On odd days of the week I almost understand multidimensional indexing in numpy. Numpy has a function 'take' which seems to do what I want but with the added bonus that I can control what happens if the indexing is out of rangect Specifically, I have a 3-dimensional array to ask as the lookup-table

lut = np.ones([13,13,13],np.bool)

and a 2x2 array of 3-long vectors to act as indexes into the table

arr = np.arange(12).reshape([2,2,3]) % 13 

IIUC, if I were to write lut[arr] then arr is treated as a 2x2x3 array of numbers and when these are used as indexes into lut they each return a 13x13 array. This explains why lut[arr].shape is (2, 2, 3, 13, 13) .

I can make it do what I want by writing

lut[ arr[:,:,0],arr[:,:,1],arr[:,:,2] ] #(is there a better way to write this?)

and now the three terms act as if they have been zipped to produce a 2x2 array of tuples and lut[<tuple>] produces a single element from lut . The final result is a 2x2 array of entries from lut , just what I want.

I have read the documentation for the 'take' function ...

This function does the same thing as “fancy” indexing (indexing arrays using arrays); however, it can be easier to use if you need elements along a given axis.

and

axis : int, optional
The axis over which to select values.

Perhaps naively, I thought that setting axis=2 I would get three values to use as a 3-tuple to perform the lookup but actually

np.take(lut,arr).shape =  (2, 2, 3)
np.take(lut,arr,axis=0).shape =  (2, 2, 3, 13, 13)
np.take(lut,arr,axis=1).shape =  (13, 2, 2, 3, 13)
np.take(lut,arr,axis=2).shape =  (13, 13, 2, 2, 3)

so it's clear I don't understand what is going on. Can anyone show me how to achieve what I want?

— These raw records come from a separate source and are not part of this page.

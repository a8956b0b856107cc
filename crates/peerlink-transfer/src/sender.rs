//! Send queue with a strict stop-and-wait sender.
//!
//! ```text
//! enqueue ─▶ Pending ─▶ Sending ─▶ Sent
//!              ▲   │       │
//!              │   ▼       ▼
//!              └─ Paused ◀─┘        (cancel removes the entry)
//! ```
//!
//! Exactly one entry is `Sending` at a time and it has at most one chunk in
//! flight. The acknowledged cursor is persisted as a send checkpoint before
//! the next chunk leaves, so a restarted sender picks up where the receiver
//! left off.

use std::collections::VecDeque;
use std::sync::Arc;
use std::time::{Duration, Instant};

use peerlink_db::ChunkStore;
use peerlink_types::{ControlFrame, SendCheckpointKey, TransferStatus};

use crate::channel::DataChannel;
use crate::error::{Result, TransferError};
use crate::logging::{TransferEvent, TransferLog, TransferLogger};
use crate::protocol;
use crate::source::FileSource;
use crate::stats::{self, RateEstimate};

/// Engine-assigned queue entry id.
pub type EntryId = u64;

struct QueueEntry {
    id: EntryId,
    source: Box<dyn FileSource>,
    key: SendCheckpointKey,
    total_chunks: u64,
    status: TransferStatus,
    /// Last acknowledged chunk, -1 if none.
    last_sent_chunk: i64,
    in_flight: Option<u64>,
    /// Meta went out and nothing has answered it yet.
    awaiting_first_reply: bool,
    /// The receiver may not hold this entry as its current transfer.
    needs_announce: bool,
    started_at: Option<Instant>,
}

impl QueueEntry {
    fn acked_chunks(&self) -> u64 {
        (self.last_sent_chunk + 1) as u64
    }

    fn snapshot(&self) -> EntrySnapshot {
        let size = self.source.size();
        let finished = self.status == TransferStatus::Sent;
        EntrySnapshot {
            id: self.id,
            name: self.source.name().to_string(),
            relative_path: self.source.relative_path().map(str::to_string),
            size,
            mime_type: self.source.mime_type().to_string(),
            status: self.status,
            total_chunks: self.total_chunks,
            last_sent_chunk: self.last_sent_chunk,
            progress: protocol::percent(self.acked_chunks(), self.total_chunks, finished),
            bytes_transferred: protocol::bytes_through(size, self.acked_chunks()),
            elapsed: self.started_at.map(|t| t.elapsed()),
        }
    }
}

We can compute the linear indices and then use np.take -

np.take(lut, np.ravel_multi_index(arr.T, lut.shape)).T

If you are open to alternatives, we can reshape the indices array to 2D , convert to tuples, index into the data array with it, to give us 1D , which could be reshaped back to 2D -

lut[tuple(arr.reshape(-1,arr.shape[-1]).T)].reshape(arr.shape[:2])

Sample run -

In [49]: lut = np.random.randint(11,99,(13,13,13))

In [50]: arr = np.arange(12).reshape([2,2,3])

In [51]: lut[ arr[:,:,0],arr[:,:,1],arr[:,:,2] ] # Original approach
Out[51]: 
array([[41, 21],
       [94, 22]])

In [52]: np.take(lut, np.ravel_multi_index(arr.T, lut.shape)).T
Out[52]: 
array([[41, 21],
       [94, 22]])

In [53]: lut[tuple(arr.reshape(-1,arr.shape[-1]).T)].reshape(arr.shape[:2])
Out[53]: 
array([[41, 21],
       [94, 22]])

We can avoid the double transposing for the np.take approach, like so -

In [55]: np.take(lut, np.ravel_multi_index(arr.transpose(2,0,1), lut.shape))
Out[55]: 
array([[41, 21],
       [94, 22]])

Generalize to multi-dimensional arrays of generic dimensions

This could be generalized to ndarrays of generic no. of dims, like so -

np.take(lut, np.ravel_multi_index(np.rollaxis(arr,-1,0), lut.shape))

The tuple-based approach should work without any change.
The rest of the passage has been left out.